# Issues with Plan Cache Reuse & Row Goal Optimization

Oct 8, 2015

I am presenting here on behalf of my colleague Fabiano Amorim (he is busy resolving other exciting performance issues... :-D ) . Fabiano had an interesting case with one of our customers that is very common in SQL Server. The case is about a performance issue caused by two optimizer decisions not working well together:

### Problem Description

Let's review the following query:

select top 1 col_date from tab1 where col1 = 10 and col2 = 1 and col3 = 1 order by col_date asc

Table tab1 have two indexes:
1. ix1 (col1, col_date, col2) include(col3)
2. ix2 (col1, col2, col3) include(col_date)
The Query optimizer (QO) has two query plan options:
1. select -> top -> filter -> index seek (ix1) Read the ordered index ix1 by b-tree seeking by “col1 = 10”, apply the residual predicates (filter) “col2 = 1 and col3=1”, after reading just 1 row (TOP 1) the execution is finished since the index is ordered by col1, col_date, the first col_date returned is already the TOP1 ASC according to the index order.
2. select -> top N sort -> index seek (ix2) Read the covered index ix2 b-tree (notice it has all needed columns), seeking by “col1 = 10 and col2 = 1 and col3=1”, get the col_date in the index leaf level (included column), use “top N sort” algorithm to sort and keep only TOP 1 row, finish execution.
The problem, is that, if the QO chooses the first option, this will be good for high selectivity predicates. For instance, let’s suppose that “col1 = 10” returns 5 rows; remember that index ix1 is ordered by col1, col_date, col2:   col1 | col2| col3 | col_date 10 | 4 | 4 | 2015-12-01 10 | 3 | 3 | 2015-12-02 10 | 1 | 1 | 2015-12-03 10 | 5 | 5 | 2015-12-04 10 | 2 | 2 | 2015-12-05   After seeking the index, SQL will need to apply the residual predicate (“col2 = 1 and col3=1”) until it finds the "row goal": TOP iterator is asking for just one row, in this case the third row will match the predicate and SQL Server will return the first row that matches the residual predicate. So, in this case it has to read only 3 rows. So far so good... Now, let’s supposed SQL created that plan, and now it's going to reuse it for a new value on col1 filter:

select top 1 col_date from tab1 where col1 = 99 and col2 = 1 and col3 = 1 order by col_date asc

What if after the seek (“col1 = 99”) 2 million of rows are returned? Now this plan is not so good, since it will need to apply the predicate on many rows before it finds a match:   col1 | col2| col3 | col_date 99 | 2 | 2 | 2015-12-01 99 | 2 | 2 | 2015-12-02 ...after a couple of million rows… 99 | 1 | 1 | 2015-12-03 99 | 2 | 2 | 2015-12-04 99 | 2 | 2 | 2015-12-05   In this case, using the second option is better.

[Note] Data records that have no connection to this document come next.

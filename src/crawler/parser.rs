//! Content extraction for fetched API pages
//!
//! WordPress endpoints normally answer with bare JSON, but a rendering browser
//! hands back the JSON wrapped in an HTML document, and some sites serve the
//! payload inside interstitial or error boilerplate. Extraction therefore tries
//! progressively looser strategies before giving up:
//!
//! 1. Parse the content directly as JSON
//! 2. For HTML documents, strip the leading opening tags and trailing closing
//!    tags, then parse the remainder
//! 3. Parse the span from the first `[`/`{` to the last matching `]`/`}`

use regex::Regex;
use serde_json::Value;
use std::sync::OnceLock;
use thiserror::Error;

/// No parseable JSON payload was found in page content
#[derive(Debug, Clone, Error)]
#[error("Could not extract JSON from page content: {reason}")]
pub struct ExtractionError {
    pub reason: String,
}

impl ExtractionError {
    fn new(reason: impl Into<String>) -> Self {
        Self {
            reason: reason.into(),
        }
    }
}

fn leading_tags() -> &'static Regex {
    static RE: OnceLock<Regex> = OnceLock::new();
    RE.get_or_init(|| Regex::new(r"^\s*(?:<[^>]+>\s*)+").expect("valid leading-tag pattern"))
}

fn trailing_closing_tags() -> &'static Regex {
    static RE: OnceLock<Regex> = OnceLock::new();
    RE.get_or_init(|| {
        Regex::new(r"(?:\s*</[^>]+>)+\s*$").expect("valid trailing-tag pattern")
    })
}

/// Extracts structured JSON data from raw page content
///
/// # Returns
///
/// * `Ok(Value)` - The parsed payload (usually an array of posts)
/// * `Err(ExtractionError)` - No strategy produced valid JSON
///
/// # Example
///
/// ```
/// use wp_harvest::crawler::extract_json;
///
/// let page = r#"<html><head></head><body><pre>[{"id": 1}]</pre></body></html>"#;
/// let data = extract_json(page).unwrap();
/// assert_eq!(data[0]["id"], 1);
/// ```
pub fn extract_json(content: &str) -> Result<Value, ExtractionError> {
    let direct_error = match serde_json::from_str::<Value>(content) {
        Ok(value) => return Ok(value),
        Err(e) => e,
    };

    if looks_like_html_document(content) {
        if let Some(value) = parse_stripped_document(content) {
            return Ok(value);
        }
    }

    match bracketed_span(content) {
        Some(span) => serde_json::from_str(span).map_err(|e| {
            ExtractionError::new(format!("embedded JSON span is malformed: {}", e))
        }),
        None => Err(ExtractionError::new(format!(
            "no JSON array or object found ({})",
            direct_error
        ))),
    }
}

/// Returns true if the content starts like an HTML document
fn looks_like_html_document(content: &str) -> bool {
    let head: String = content
        .trim_start()
        .chars()
        .take(9)
        .collect::<String>()
        .to_ascii_lowercase();
    head.starts_with("<html") || head.starts_with("<!doctype")
}

/// Strips wrapping tags from an HTML document and parses what is left
///
/// Entities inside the payload are kept as they are; stored posts must match
/// what the site sent byte for byte.
fn parse_stripped_document(content: &str) -> Option<Value> {
    let stripped = leading_tags().replace(content, "");
    let stripped = trailing_closing_tags().replace(&stripped, "");
    serde_json::from_str(stripped.trim()).ok()
}

/// Finds the candidate JSON span in arbitrary content
///
/// An array span is preferred when `[` occurs before the first `{`.
fn bracketed_span(content: &str) -> Option<&str> {
    let array_start = content.find('[');
    let object_start = content.find('{');

    let prefer_array = match (array_start, object_start) {
        (Some(a), Some(o)) => a < o,
        (Some(_), None) => true,
        _ => false,
    };

    if prefer_array {
        let start = array_start?;
        let end = content.rfind(']')?;
        return (end > start).then(|| &content[start..=end]);
    }

    let start = object_start?;
    let end = content.rfind('}')?;
    (end > start).then(|| &content[start..=end])
}

#[cfg(test)]
mod tests {
    use super::*;
    use serde_json::json;

    fn sample_posts() -> Value {
        json!([
            {"id": 1, "title": {"rendered": "First"}, "content": {"rendered": "<p>a &amp; b</p>"}},
            {"id": 2, "title": "Second", "link": "https://example.com/2"}
        ])
    }

    #[test]
    fn test_plain_json() {
        let text = sample_posts().to_string();
        assert_eq!(extract_json(&text).unwrap(), sample_posts());
    }

    #[test]
    fn test_plain_json_object() {
        let data = extract_json(r#"{"code": "rest_no_route"}"#).unwrap();
        assert_eq!(data["code"], "rest_no_route");
    }

    #[test]
    fn test_json_wrapped_in_html_document() {
        let json_text = serde_json::to_string_pretty(&sample_posts()).unwrap();
        let wrappers = [
            ("<html><body>", "</body></html>"),
            (
                "<!DOCTYPE html><html><head><meta name=\"color-scheme\" content=\"light dark\"></head><body><pre style=\"word-wrap: break-word;\">",
                "</pre></body></html>",
            ),
            ("<html>\n  <head></head>\n  <body>\n<div><pre>", "</pre></div>\n</body>\n</html>\n"),
        ];

        for (open, close) in wrappers {
            let page = format!("{}{}{}", open, json_text, close);
            assert_eq!(extract_json(&page).unwrap(), sample_posts(), "wrapper {}", open);
        }
    }

    #[test]
    fn test_entities_survive_html_wrapper() {
        let original = json!([{
            "title": {"rendered": "Fish &amp; Chips"},
            "content": {"rendered": "&lt;p&gt;x&lt;/p&gt;"},
            "link": "https://a.com/?x=1&amp;y=2"
        }]);
        let page = format!("<html><body>{}</body></html>", original);

        let data = extract_json(&page).unwrap();
        assert_eq!(data, original);
        assert_eq!(data[0]["link"], "https://a.com/?x=1&amp;y=2");
        assert_eq!(data[0]["title"]["rendered"], "Fish &amp; Chips");
    }

    #[test]
    fn test_uppercase_doctype() {
        let page = "<!DOCTYPE HTML><HTML><BODY>[1, 2, 3]</BODY></HTML>";
        assert_eq!(extract_json(page).unwrap(), json!([1, 2, 3]));
    }

    #[test]
    fn test_fallback_span_in_fragment() {
        let page = "<div class=\"notice\">Loading…</div><pre>[{\"id\": 5}]</pre><footer>bye</footer>";
        assert_eq!(extract_json(page).unwrap(), json!([{"id": 5}]));
    }

    #[test]
    fn test_array_preferred_when_first() {
        let text = "prefix [{\"id\": 1}] suffix";
        assert_eq!(extract_json(text).unwrap(), json!([{"id": 1}]));
    }

    #[test]
    fn test_object_span_when_brace_first() {
        let text = "garbage {\"posts\": [1, 2]} trailing";
        assert_eq!(extract_json(text).unwrap(), json!({"posts": [1, 2]}));
    }

    #[test]
    fn test_no_json_fails() {
        let err = extract_json("<html><body>Access denied</body></html>").unwrap_err();
        assert!(err.to_string().contains("Could not extract JSON"));
    }

    #[test]
    fn test_malformed_span_fails() {
        let err = extract_json("<p>[1, 2,, 3]</p>").unwrap_err();
        assert!(err.reason.contains("malformed"));
    }

    #[test]
    fn test_empty_content_fails() {
        assert!(extract_json("").is_err());
        assert!(extract_json("   ").is_err());
    }

    #[test]
    fn test_looks_like_html_document() {
        assert!(looks_like_html_document("  <html lang=\"en\">"));
        assert!(looks_like_html_document("<!doctype html>"));
        assert!(!looks_like_html_document("<pre>[]</pre>"));
        assert!(!looks_like_html_document("[]"));
    }
}
//! Console reports for collection and normalization runs

use crate::output::summary::{CollectionSummary, NormalizationStats, SiteNotes};
use crate::state::DomainStatus;
use std::path::Path;

/// Prints the outcome of a collection run to stdout
///
/// # Arguments
///
/// * `summary` - The run summary
/// * `site_notes` - Diagnostic notes for domains that returned nothing
/// * `run_dir` - Where the run was written
pub fn print_collection_summary(summary: &CollectionSummary, site_notes: &SiteNotes, run_dir: &Path) {
    println!("=== Collection Summary ===\n");

    println!("Overview:");
    println!("  Window: posts after {} ({}h)", summary.after, summary.hours_ago);
    println!("  Domains: {}", summary.results.len());
    println!("  Successful domains: {}", summary.successful_domains());
    println!("  Total articles: {}", summary.total_articles());
    println!("  Output: {}", run_dir.display());
    println!();

    println!("Domains:");
    for result in &summary.results {
        match (&result.status, &result.error_message) {
            (DomainStatus::Success, None) => println!(
                "  {}: {} articles ({} pages)",
                result.domain, result.article_count, result.pages_fetched
            ),
            (_, Some(message)) => println!(
                "  {}: {} articles [{}] {}",
                result.domain, result.article_count, result.status, message
            ),
            (status, None) => println!(
                "  {}: {} articles [{}]",
                result.domain, result.article_count, status
            ),
        }
    }
    println!();

    if !site_notes.is_empty() {
        println!("Site Notes ({}):", site_notes.len());
        for (domain, note) in site_notes {
            println!("  - {}: {}", domain, note.note);
        }
        println!();
    }
}

/// Prints the counters of a normalization pass to stdout
pub fn print_normalization_stats(stats: &NormalizationStats) {
    println!("=== Normalization Statistics ===\n");

    println!("  Files processed: {}", stats.files_processed);
    println!("  New articles: {}", stats.articles_new);
    println!("  Skipped (already normalized): {}", stats.articles_skipped);
    println!("  Errors: {}", stats.errors);

    if !stats.error_messages.is_empty() {
        println!();
        println!("Errors:");
        for message in &stats.error_messages {
            println!("  - {}", message);
        }
    }
}
//! Output module for collected posts, summaries and reports
//!
//! This module handles:
//! - The on-disk layout of collection runs
//! - Summary and diagnostic records written next to the data
//! - Writing JSON files (pretty-printed, UTF-8, written atomically)
//! - Printing run statistics to the console

mod layout;
pub mod stats;
mod summary;

pub use layout::{find_latest_collection_dir, RunLayout};
pub use stats::{print_collection_summary, print_normalization_stats};
pub use summary::{
    CollectionSummary, DomainResult, NormalizationStats, NormalizationSummary, SiteNote,
    SiteNotes, COLLECTION_SUMMARY_FILE, NORMALIZATION_SUMMARY_FILE, SITE_NOTES_FILE, SOURCE_NAME,
};

use crate::HarvestError;
use serde::Serialize;
use std::fs;
use std::path::Path;

/// Serializes `value` as pretty-printed JSON with two-space indentation
///
/// Non-ASCII characters are written as-is rather than escaped.
pub fn to_pretty_json<T: Serialize + ?Sized>(value: &T) -> Result<Vec<u8>, HarvestError> {
    let mut bytes = serde_json::to_vec_pretty(value)?;
    bytes.push(b'\n');
    Ok(bytes)
}

/// Writes `value` to `path`, replacing any previous file in one step
///
/// The JSON goes to a sibling `.tmp` file first and is then renamed over the
/// target, so readers never observe a half-written file.
///
/// # Arguments
///
/// * `path` - Destination file
/// * `value` - Anything serializable
///
/// # Returns
///
/// * `Ok(())` - The file is in place
/// * `Err(HarvestError)` - Serialization or IO failed
pub fn write_json_atomic<T: Serialize + ?Sized>(path: &Path, value: &T) -> Result<(), HarvestError> {
    let bytes = to_pretty_json(value)?;

    if let Some(parent) = path.parent() {
        fs::create_dir_all(parent)?;
    }

    let mut tmp_name = path.as_os_str().to_owned();
    tmp_name.push(".tmp");
    let tmp_path = Path::new(&tmp_name);

    fs::write(tmp_path, &bytes)?;
    if let Err(e) = fs::rename(tmp_path, path) {
        let _ = fs::remove_file(tmp_path);
        return Err(e.into());
    }

    Ok(())
}
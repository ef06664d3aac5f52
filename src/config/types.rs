use serde::Deserialize;
use std::time::Duration;

/// Main configuration structure for wp-harvest
///
/// Every section and key has a default, so an empty (or absent) config file
/// yields the stock collector behaviour.
#[derive(Debug, Clone, Default, Deserialize)]
pub struct Config {
    #[serde(default)]
    pub collector: CollectorConfig,
    #[serde(default)]
    pub browser: BrowserConfig,
    #[serde(default)]
    pub output: OutputConfig,
}

/// Collection and pagination behaviour
#[derive(Debug, Clone, Deserialize)]
#[serde(default)]
pub struct CollectorConfig {
    /// Posts requested per page (WordPress caps this at 100)
    #[serde(rename = "page-size")]
    pub page_size: u32,

    /// Maximum pages fetched per domain in one run
    #[serde(rename = "max-pages")]
    pub max_pages: u32,

    /// Posts requested by the diagnostic probe
    #[serde(rename = "probe-page-size")]
    pub probe_page_size: u32,

    /// Pause after navigation to let the page render (milliseconds)
    #[serde(rename = "wait-after-load-ms")]
    pub wait_after_load_ms: u64,

    /// CSS selector used as the content-ready probe
    #[serde(rename = "probe-selector")]
    pub probe_selector: String,

    /// How long the content-ready probe may wait (milliseconds)
    #[serde(rename = "probe-timeout-ms")]
    pub probe_timeout_ms: u64,

    /// Lower bound of the random pause between requests (milliseconds)
    #[serde(rename = "delay-min-ms")]
    pub delay_min_ms: u64,

    /// Upper bound of the random pause between requests (milliseconds)
    #[serde(rename = "delay-max-ms")]
    pub delay_max_ms: u64,
}

impl Default for CollectorConfig {
    fn default() -> Self {
        Self {
            page_size: 100,
            max_pages: 20,
            probe_page_size: 10,
            wait_after_load_ms: 3000,
            probe_selector: "body".to_string(),
            probe_timeout_ms: 10_000,
            delay_min_ms: 0,
            delay_max_ms: 1000,
        }
    }
}

impl CollectorConfig {
    pub fn wait_after_load(&self) -> Duration {
        Duration::from_millis(self.wait_after_load_ms)
    }

    pub fn probe_timeout(&self) -> Duration {
        Duration::from_millis(self.probe_timeout_ms)
    }
}

/// Which rendering backend drives the browsing session
#[derive(Debug, Clone, Copy, PartialEq, Eq, Default, Deserialize)]
#[serde(rename_all = "lowercase")]
pub enum BrowserBackend {
    /// Plain HTTP fetches (no JavaScript)
    #[default]
    Http,
    /// A Browserless instance rendering pages in headless Chrome
    Browserless,
}

/// Browser session configuration
#[derive(Debug, Clone, Deserialize)]
#[serde(default)]
pub struct BrowserConfig {
    pub backend: BrowserBackend,

    /// Base URL of the Browserless service (required for the browserless backend)
    #[serde(rename = "browserless-url")]
    pub browserless_url: Option<String>,

    /// Browserless API token
    #[serde(rename = "browserless-token")]
    pub browserless_token: Option<String>,

    /// User agent sent by the HTTP backend
    #[serde(rename = "user-agent")]
    pub user_agent: String,

    /// Per-request timeout (seconds)
    #[serde(rename = "request-timeout-secs")]
    pub request_timeout_secs: u64,
}

impl Default for BrowserConfig {
    fn default() -> Self {
        Self {
            backend: BrowserBackend::Http,
            browserless_url: None,
            browserless_token: None,
            user_agent: format!("wp-harvest/{}", env!("CARGO_PKG_VERSION")),
            request_timeout_secs: 30,
        }
    }
}

/// Output locations
#[derive(Debug, Clone, Deserialize)]
#[serde(default)]
pub struct OutputConfig {
    /// Root of the raw collection tree
    #[serde(rename = "posts-dir")]
    pub posts_dir: String,

    /// Where captured page text is saved for inspection
    #[serde(rename = "debug-dir")]
    pub debug_dir: String,

    /// Default root for normalized articles
    #[serde(rename = "normalized-dir")]
    pub normalized_dir: String,
}

impl Default for OutputConfig {
    fn default() -> Self {
        Self {
            posts_dir: "wordpress_posts".to_string(),
            debug_dir: "debug_pages".to_string(),
            normalized_dir: "../normalized_news".to_string(),
        }
    }
}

Just go and seek the b-tree for all values (col1 = 99 and col2 = 1 and col3 = 1), this will return 1 row… TOP n SORT will do almost nothing and execution will finish quickly. Here is the problem: most of the times, SQL knows whether to use option 1 or option 2 based on the parameters values. But if it is reusing the plan from cache, the optimization path may already be set improperly resulting in the known issue called "parameter sniffing" (plan reuse that is wrong for the specific set of rows)… That means that the row goal optimization should not be used if there is a covered indx. Unfortunately by default, QO "thinks" this is cheaper than “seek+top n sort”… Of course it all depends on the distribution of data…So in a nutshell, QO chooses rowgoal optimization where this should not be used therefore we should pay extra attention to those kind of plans…

### Possible Solutions

There are many alternatives to fix it. Some examples:
1. Force the index (index=ix2)
2. Option(recompile)
3. drop the index ix1, define ix2 as a unique (tells QO that only 1 row will be returned)
Each one of the above has advantages and disadvantages. We also need to ensure that statistics are up to date!